Lines from the beginning of the data below through the one containing "Events overlapping the" are to be printed exactly as they appear.
################
impl CalendarCacheManager {
    pub fn new(
        config: CalendarConfig,
        cache: Arc<dyn CacheService>,
        source: Arc<dyn EventSource>,
        metrics: Arc<dyn MetricsSink>,
    ) -> Self {
        let debouncer = Debouncer::new(config.debounce());
        Self {
            inner: Arc::new(Inner {
                config,
                cache,
                source,
                metrics,
                pending: Mutex::new(HashMap::new()),
                cached: Mutex::new(HashMap::new()),
                debouncer,
                counters: Counters::default(),
            }),
        }
    }

    pub fn config(&self) -> &CalendarConfig {
        &self.inner.config
    }

    /// Events overlapping the days from `start` to `end`.
    ///
    /// Served from cache when fresh. Otherwise the request waits out the
    /// debounce window and joins any identical load already in flight. When the
    /// load fails, the stale copy of the range is returned if one exists.
    ///
    /// # Errors
    /// [`CalendarError::InvalidRange`] for reversed bounds, or the load error
    /// when no stale copy is available.
    #[instrument(skip(self), level = "debug")]
    pub async fn get_events_for_date_range(
        &self,
        start: DateTime<Utc>,
        end: DateTime<Utc>,
    ) -> Result<Vec<CalendarEvent>, CalendarError> {
        let range = DateRange::new(start, end)?;
        self.get_events(range).await
    }

    /// [`get_events_for_date_range`](Self::get_events_for_date_range) for an
    /// already aligned range.
    ///
    /// # Errors
    /// The load error when no stale copy is available.
    pub async fn get_events(&self, range: DateRange) -> Result<Vec<CalendarEvent>, CalendarError> {
        let inner = &self.inner;
        let key = range.cache_key();
        let started = Instant::now();

        if let Some(events) = get_json::<Vec<CalendarEvent>>(inner.cache.as_ref(), &key).await {
            Counters::bump(&inner.counters.hits);
            inner.record(MetricName::Hit, 1.0, MetricUnit::Count, &key);
            inner.record(MetricName::LoadDuration, 0.0, MetricUnit::Milliseconds, &key);
            return Ok(events);
        }
        Counters::bump(&inner.counters.misses);
        inner.record(MetricName::Miss, 1.0, MetricUnit::Count, &key);
        // Expired or evicted; re-added if the load below stores it again.
        inner.cached.lock().remove(&key);

        let job_inner = Arc::clone(inner);
        let result = inner
            .debouncer
            .call(key.clone(), move || async move {
                Inner::load(&job_inner, range, true).await
            })
            .await
            .unwrap_or(Err(CalendarError::Cancelled));

        inner.record(
            MetricName::LoadDuration,
            started.elapsed().as_secs_f64() * 1000.0,
            MetricUnit::Milliseconds,
            &key,
        );

        match result {
            Ok(events) => Ok(events),
            Err(error) => {
                let stale = get_json::<Vec<CalendarEvent>>(inner.cache.as_ref(), &range.stale_key()).await;
                match stale {
                    Some(events) => {
                        tracing::warn!("Serving stale events for {} after load failure: {}", range, error);
                        Counters::bump(&inner.counters.stale_hits);
                        Ok(events)
                    }
                    None => Err(error),
                }
            }
        }
    }

    /// Load several days at once.
    ///
    /// Consecutive dates are loaded as one range; the result maps every
    /// requested date to the events occurring on it.
    ///
    /// # Errors
    /// The first error from any range that could not be loaded.
    #[instrument(skip(self, dates), fields(dates = dates.len()), level = "debug")]
    pub async fn batch_load_dates(
        &self,
        dates: &[NaiveDate],
    ) -> Result<HashMap<NaiveDate, Vec<CalendarEvent>>, CalendarError> {
        let ranges = DateRange::group_dates(dates);
        let loaded = join_all(ranges.into_iter().map(|range| self.get_events(range))).await;

        let mut events = Vec::new();
        let mut seen = HashSet::new();
        for result in loaded {
            events.extend(result?.into_iter().filter(|event| seen.insert(event.id.clone())));
        }

        Ok(dates
            .iter()
            .map(|&date| {
                let on_date = events
                    .iter()
                    .filter(|event| event.occurs_on(date))
                    .cloned()
                    .collect();
                (date, on_date)
            })
            .collect())
    }

    /// Drop cached events for `range`, or for every range when `None`.
    ///
    /// # Errors
    /// [`CalendarError::Cache`] when the cache rejects the removal.
    pub async fn invalidate_cache(&self, range: Option<&DateRange>) -> Result<(), CalendarError> {
        let cache = self.inner.cache.as_ref();
        match range {
            Some(range) => {
                self.inner.cached.lock().remove(&range.cache_key());
                cache.delete(&range.cache_key()).await.map_err(cache_error)?;
                cache.delete(&range.stale_key()).await.map_err(cache_error)?;
                tracing::debug!("Invalidated calendar cache for {}", range);
            }
            None => {
                self.inner.cached.lock().clear();
                let removed = cache.invalidate(&[CACHE_TAG]).await.map_err(cache_error)?;
                tracing::debug!("Invalidated {} calendar cache entries", removed);
            }
        }
        Ok(())
    }

    /// Drop every cached range that overlaps `range`. Returns how many were
    /// dropped.
    ///
    /// # Errors
    /// [`CalendarError::Cache`] when the cache rejects a removal.
    pub async fn invalidate_overlapping(&self, range: &DateRange) -> Result<usize, CalendarError> {
        let affected: Vec<DateRange> = self
            .inner
            .cached
            .lock()
            .values()
            .filter(|cached| cached.overlaps(range))
            .copied()
            .collect();

        for cached in &affected {
            self.invalidate_cache(Some(cached)).await?;
        }
        Ok(affected.len())
    }

    /// Create an event upstream and drop cached ranges covering its days.
    ///
    /// # Errors
    /// The upstream error, or a cache error from invalidation.
    #[instrument(skip(self, event), fields(title = %event.title), level = "info")]
    pub async fn create_event(&self, event: &NewEvent) -> Result<CalendarEvent, CalendarError> {
        let created = self.inner.source.create_event(event).await?;
        self.invalidate_overlapping(&created.date_range()).await?;
        Ok(created)
    }

    /// Update an event upstream.
    ///
    /// The previous dates of the event are unknown here, so an update that
    /// moves the event clears the whole calendar cache.
    ///
    /// # Errors
    /// The upstream error, or a cache error from invalidation.
    #[instrument(skip(self, update), level = "info")]
    pub async fn update_event(&self, id: &str, update: &EventUpdate) -> Result<CalendarEvent, CalendarError> {
        let updated = self.inner.source.update_event(id, update).await?;
        if update.moves_event() {
            self.invalidate_cache(None).await?;
        } else {
            self.invalidate_overlapping(&updated.date_range()).await?;
        }
        Ok(updated)
    }

    /// Delete an event upstream.
    ///
    /// Pass the event's days as `range` to keep the rest of the cache.
    ///
    /// # Errors
    /// The upstream error, or a cache error from invalidation.
    #[instrument(skip(self, range), level = "info")]
    pub async fn delete_event(&self, id: &str, range: Option<&DateRange>) -> Result<(), CalendarError> {
        self.inner.source.delete_event(id).await?;
        match range {
            Some(range) => {
                self.invalidate_overlapping(range).await?;
            }
            None => self.invalidate_cache(None).await?,
        }
        Ok(())
    }

    pub fn stats(&self) -> CalendarCacheStats {
        let counters = &self.inner.counters;
        CalendarCacheStats {
            hits: counters.hits.load(Ordering::Relaxed),
            misses: counters.misses.load(Ordering::Relaxed),
            stale_hits: counters.stale_hits.load(Ordering::Relaxed),
            network_fetches: counters.network_fetches.load(Ordering::Relaxed),
            negative_cached: counters.negative_cached.load(Ordering::Relaxed),
            prefetches: counters.prefetches.load(Ordering::Relaxed),
            in_flight: self.inner.pending.lock().len(),
            cached_ranges: self.inner.cached.lock().len(),
        }
    }
}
################
■ Answer for this exercise:
impl CalendarCacheManager {
    pub fn new(
        config: CalendarConfig,
        cache: Arc<dyn CacheService>,
        source: Arc<dyn EventSource>,
        metrics: Arc<dyn MetricsSink>,
    ) -> Self {
        let debouncer = Debouncer::new(config.debounce());
        Self {
            inner: Arc::new(Inner {
                config,
                cache,
                source,
                metrics,
                pending: Mutex::new(HashMap::new()),
                cached: Mutex::new(HashMap::new()),
                debouncer,
                counters: Counters::default(),
            }),
        }
    }

    pub fn config(&self) -> &CalendarConfig {
        &self.inner.config
    }

    /// Events overlapping the days from `start` to `end`.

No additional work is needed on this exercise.